Problem statement: Every line of the records below that holds the word "bail" should be copied out.
--- Data to examine Enclosed Below ---
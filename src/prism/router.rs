use std::{
    sync::{
        Arc,
        atomic::{AtomicU64, Ordering},
    },
    time::Duration,
};

use arc_swap::ArcSwap;
use rand::Rng;
use regex::Regex;

use crate::prism::config;

/// The outcome of a successful route lookup.
#[derive(Debug, Clone)]
pub struct Resolution {
    pub host: String,
    /// Candidate upstreams in dial order for this resolve.
    pub upstreams: Vec<String>,
    pub matched_pattern: String,
    /// Status ping cache TTL for this route; `None` disables caching.
    pub cache_ping_ttl: Option<Duration>,
}

/// Ordered route table published as an immutable compiled snapshot.
///
/// `update` swaps the whole snapshot atomically; `resolve` never locks.
pub struct Router {
    compiled: ArcSwap<CompiledRoutes>,
}

#[derive(Default)]
struct CompiledRoutes {
    routes: Vec<CompiledRoute>,
}

struct CompiledRoute {
    patterns: Vec<CompiledPattern>,
    upstreams: Vec<String>,
    strategy: Strategy,
    cache_ping_ttl: Option<Duration>,
    rr: AtomicU64,
}

struct CompiledPattern {
    pattern: String,
    exact: bool,
    re: Option<Regex>,
}

#[derive(Debug, Clone, Copy, PartialEq, Eq)]
enum Strategy {
    Sequential,
    Random,
    RoundRobin,
}

impl Router {
    pub fn new(routes: &[config::RouteConfig]) -> Self {
        let r = Self {
            compiled: ArcSwap::from_pointee(CompiledRoutes::default()),
        };
        r.update(routes);
        r
    }

    pub fn update(&self, routes: &[config::RouteConfig]) {
        let mut out = Vec::with_capacity(routes.len());
        for rt in routes {
            match compile_route(rt) {
                Ok(c) => out.push(c),
                Err(err) => {
                    tracing::warn!(err = %err, "router: skipping invalid route");
                }
            }
        }
        self.compiled.store(Arc::new(CompiledRoutes { routes: out }));
    }

    /// First match wins, by route order then in-route pattern order.
    pub fn resolve(&self, host: &str) -> Option<Resolution> {
        let host = host.trim().to_ascii_lowercase();
        if host.is_empty() {
            return None;
        }

        let cr = self.compiled.load();
        for rt in &cr.routes {
            for p in &rt.patterns {
                let Some(groups) = pattern_captures(&host, p) else {
                    continue;
                };

                let candidates = rt
                    .upstreams
                    .iter()
                    .map(|u| substitute_captures(u, &groups))
                    .collect();

                return Some(Resolution {
                    host: host.clone(),
                    upstreams: order_candidates(rt, candidates),
                    matched_pattern: p.pattern.clone(),
                    cache_ping_ttl: rt.cache_ping_ttl,
                });
            }
        }

        None
    }
}

fn compile_route(rt: &config::RouteConfig) -> anyhow::Result<CompiledRoute> {
    let mut patterns = Vec::new();
    for h in &rt.hosts {
        let h = h.trim().to_ascii_lowercase();
        if h.is_empty() {
            continue;
        }
        if !h.contains('*') && !h.contains('?') {
            patterns.push(CompiledPattern {
                pattern: h,
                exact: true,
                re: None,
            });
            continue;
        }
        let re = compile_glob(&h)?;
        patterns.push(CompiledPattern {
            pattern: h,
            exact: false,
            re: Some(re),
        });
    }
    if patterns.is_empty() {
        anyhow::bail!("route has no host patterns");
    }

    let upstreams: Vec<String> = rt
        .upstreams
        .iter()
        .map(|s| s.trim().to_string())
        .filter(|s| !s.is_empty())
        .collect();
    if upstreams.is_empty() {
        anyhow::bail!("route has no upstreams");
    }

    Ok(CompiledRoute {
        patterns,
        upstreams,
        strategy: parse_strategy(&rt.strategy),
        cache_ping_ttl: rt.cache_ping_ttl,
        rr: AtomicU64::new(0),
    })
}

fn parse_strategy(s: &str) -> Strategy {
    // Fold "Round-Robin", "round_robin", "round robin", ... onto one spelling
    // by keeping only the alphanumerics.
    let folded: String = s
        .chars()
        .filter(char::is_ascii_alphanumeric)
        .map(|c| c.to_ascii_lowercase())
        .collect();
    match folded.as_str() {
        "random" => Strategy::Random,
        "roundrobin" => Strategy::RoundRobin,
        _ => Strategy::Sequential,
    }
}

/// Glob to anchored regex: `*` becomes a non-greedy capture, `?` a single-char
/// capture, literal runs in between are regex-escaped wholesale.
pub fn compile_glob(pattern: &str) -> anyhow::Result<Regex> {
    let pattern = pattern.trim().to_ascii_lowercase();
    if pattern.is_empty() {
        anyhow::bail!("empty host pattern");
    }

    let mut re = String::with_capacity(pattern.len() + 8);
    let mut literal = String::new();
    re.push('^');
    for ch in pattern.chars() {
        if ch != '*' && ch != '?' {
            literal.push(ch);
            continue;
        }
        re.push_str(&regex::escape(&literal));
        literal.clear();
        re.push_str(if ch == '*' { "(.*?)" } else { "(.)" });
    }
    re.push_str(&regex::escape(&literal));
    re.push('$');
    Ok(Regex::new(&re)?)
}

/// `Some(groups)` when the pattern matches; exact patterns capture nothing.
fn pattern_captures(host: &str, p: &CompiledPattern) -> Option<Vec<String>> {
    if p.exact {
        return (host == p.pattern).then(Vec::new);
    }
    let caps = p.re.as_ref()?.captures(host)?;
    Some(
        caps.iter()
            .skip(1)
            .map(|m| m.map_or_else(String::new, |m| m.as_str().to_owned()))
            .collect(),
    )
}

/// Replace `$N` placeholders with capture groups, highest index first so `$10`
/// is not clobbered by `$1`.
pub fn substitute_captures(template: &str, groups: &[String]) -> String {
    if !template.contains('$') {
        return template.to_string();
    }
    (1..=groups.len())
        .rev()
        .fold(template.to_string(), |acc, i| {
            acc.replace(&format!("${i}"), &groups[i - 1])
        })
}

fn order_candidates(rt: &CompiledRoute, candidates: Vec<String>) -> Vec<String> {
    let n = candidates.len();
    if n < 2 {
        return candidates;
    }
    let start = match rt.strategy {
        Strategy::Sequential => 0,
        Strategy::Random => rand::rng().random_range(0..n),
        Strategy::RoundRobin => rt.rr.fetch_add(1, Ordering::Relaxed) as usize % n,
    };
    rotate(candidates, start)
}

fn rotate(v: Vec<String>, start: usize) -> Vec<String> {
    let n = v.len();
    let pivot = if n == 0 { 0 } else { start % n };
    if pivot == 0 {
        return v;
    }
    let mut tail = v;
    let mut front = tail.split_off(pivot);
    front.append(&mut tail);
    front
}

#[cfg(test)]
mod tests {
    use super::*;

    fn route(hosts: &[&str], upstreams: &[&str], strategy: &str) -> config::RouteConfig {
        config::RouteConfig {
            hosts: hosts.iter().map(|s| s.to_string()).collect(),
            upstreams: upstreams.iter().map(|s| s.to_string()).collect(),
            strategy: strategy.into(),
            cache_ping_ttl: None,
        }
    }

    #[test]
    fn exact_match_is_case_insensitive() {
        let r = Router::new(&[route(&["Play.Example.Com"], &["10.0.0.1:25565"], "")]);
        let res = r.resolve("PLAY.example.com").expect("match");
        assert_eq!(res.upstreams, vec!["10.0.0.1:25565"]);
        assert_eq!(res.matched_pattern, "play.example.com");
        assert!(r.resolve("other.example.com").is_none());
    }

    #[test]
    fn wildcard_capture_substitution() {
        let r = Router::new(&[route(&["*.domain.com"], &["$1.servers.svc:25565"], "")]);
        let res = r.resolve("abc.domain.com").expect("match");
        assert_eq!(res.upstreams, vec!["abc.servers.svc:25565"]);
        // The bare apex does not match "*."-prefixed patterns.
        assert!(r.resolve("domain.com").is_none());
    }

    #[test]
    fn question_mark_matches_single_char() {
        let r = Router::new(&[route(&["node?.example.com"], &["backend-$1:1"], "")]);
        assert_eq!(
            r.resolve("node7.example.com").unwrap().upstreams,
            vec!["backend-7:1"]
        );
        assert!(r.resolve("node77.example.com").is_none());
    }

    #[test]
    fn multi_capture_substitution_high_to_low() {
        let r = Router::new(&[route(&["*.*.example.com"], &["$1$2.svc:1"], "")]);
        let res = r.resolve("a.b.example.com").unwrap();
        assert_eq!(res.upstreams, vec!["ab.svc:1"]);
    }

    #[test]
    fn first_route_wins_over_later_more_specific() {
        let r = Router::new(&[
            route(&["*.example.com"], &["wild:1"], ""),
            route(&["play.example.com"], &["exact:1"], ""),
        ]);
        assert_eq!(r.resolve("play.example.com").unwrap().upstreams, vec!["wild:1"]);
    }

    #[test]
    fn round_robin_advances_per_resolve() {
        let r = Router::new(&[route(&["h.example"], &["a:1", "b:1", "c:1"], "round-robin")]);
        let mut starts = Vec::new();
        for _ in 0..6 {
            starts.push(r.resolve("h.example").unwrap().upstreams[0].clone());
        }
        assert_eq!(starts, vec!["a:1", "b:1", "c:1", "a:1", "b:1", "c:1"]);
    }

    #[test]
    fn random_is_a_rotation() {
        let r = Router::new(&[route(&["h.example"], &["a:1", "b:1", "c:1"], "random")]);
        for _ in 0..16 {
            let got = r.resolve("h.example").unwrap().upstreams;
            assert!(
                got == ["a:1", "b:1", "c:1"]
                    || got == ["b:1", "c:1", "a:1"]
                    || got == ["c:1", "a:1", "b:1"],
                "unexpected order {got:?}"
            );
        }
    }

    #[test]
    fn update_swaps_table() {
        let r = Router::new(&[route(&["a.example.com"], &["127.0.0.1:1"], "")]);
        assert!(r.resolve("a.example.com").is_some());
        r.update(&[route(&["b.example.com"], &["127.0.0.1:2"], "")]);
        assert!(r.resolve("a.example.com").is_none());
        assert_eq!(
            r.resolve("b.example.com").unwrap().upstreams,
            vec!["127.0.0.1:2"]
        );
    }

    #[test]
    fn glob_escapes_regex_metachars() {
        let re = compile_glob("play.example.com").unwrap();
        assert!(re.is_match("play.example.com"));
        assert!(!re.is_match("playxexample.com"));
    }
}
--- End of Enclosed Data to examine ---
Response area:
        anyhow::bail!("route has no host patterns");
        anyhow::bail!("route has no upstreams");
        anyhow::bail!("empty host pattern");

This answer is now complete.